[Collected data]

□ □ □ □

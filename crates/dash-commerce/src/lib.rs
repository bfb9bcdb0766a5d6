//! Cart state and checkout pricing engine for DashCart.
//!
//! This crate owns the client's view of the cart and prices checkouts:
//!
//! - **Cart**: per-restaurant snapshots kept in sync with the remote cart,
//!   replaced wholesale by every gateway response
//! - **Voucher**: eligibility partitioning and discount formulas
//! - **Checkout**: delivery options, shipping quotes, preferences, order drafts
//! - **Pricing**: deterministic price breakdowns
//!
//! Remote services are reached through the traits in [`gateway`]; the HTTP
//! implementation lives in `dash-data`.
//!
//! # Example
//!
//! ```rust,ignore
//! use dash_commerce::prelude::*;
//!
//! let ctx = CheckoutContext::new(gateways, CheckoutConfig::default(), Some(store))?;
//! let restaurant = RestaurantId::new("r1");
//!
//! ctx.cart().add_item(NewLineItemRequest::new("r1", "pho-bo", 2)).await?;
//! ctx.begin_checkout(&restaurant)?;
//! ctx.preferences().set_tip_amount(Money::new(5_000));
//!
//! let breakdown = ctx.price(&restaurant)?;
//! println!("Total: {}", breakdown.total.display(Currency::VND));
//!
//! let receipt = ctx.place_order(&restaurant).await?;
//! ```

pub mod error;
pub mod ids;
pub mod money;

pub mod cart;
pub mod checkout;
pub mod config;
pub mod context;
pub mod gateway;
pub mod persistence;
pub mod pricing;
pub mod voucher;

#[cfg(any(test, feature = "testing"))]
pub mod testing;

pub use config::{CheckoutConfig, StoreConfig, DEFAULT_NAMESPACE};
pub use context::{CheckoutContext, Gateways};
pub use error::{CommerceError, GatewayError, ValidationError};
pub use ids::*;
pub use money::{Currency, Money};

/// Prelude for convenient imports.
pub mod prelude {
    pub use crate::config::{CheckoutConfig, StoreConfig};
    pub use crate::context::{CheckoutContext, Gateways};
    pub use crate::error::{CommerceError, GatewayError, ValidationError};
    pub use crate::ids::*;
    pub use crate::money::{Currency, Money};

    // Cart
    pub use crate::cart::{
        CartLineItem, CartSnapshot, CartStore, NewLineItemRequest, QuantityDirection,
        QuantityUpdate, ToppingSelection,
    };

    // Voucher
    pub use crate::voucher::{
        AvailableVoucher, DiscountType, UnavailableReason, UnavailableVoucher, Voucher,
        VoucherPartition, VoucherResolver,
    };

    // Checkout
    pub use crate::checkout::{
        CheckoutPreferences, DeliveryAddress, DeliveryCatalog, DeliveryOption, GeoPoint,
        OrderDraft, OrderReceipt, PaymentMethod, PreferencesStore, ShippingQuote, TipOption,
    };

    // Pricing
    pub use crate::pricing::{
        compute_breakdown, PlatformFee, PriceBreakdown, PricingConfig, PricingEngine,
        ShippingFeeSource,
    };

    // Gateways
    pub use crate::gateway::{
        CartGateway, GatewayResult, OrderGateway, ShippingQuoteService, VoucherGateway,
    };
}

□ □ □ □

**What you should do:** For each line above that holds the string "NewLineItemRequest", provide a copy of that line.

**Exercise answer:**
//! ctx.cart().add_item(NewLineItemRequest::new("r1", "pho-bo", 2)).await?;
        CartLineItem, CartSnapshot, CartStore, NewLineItemRequest, QuantityDirection,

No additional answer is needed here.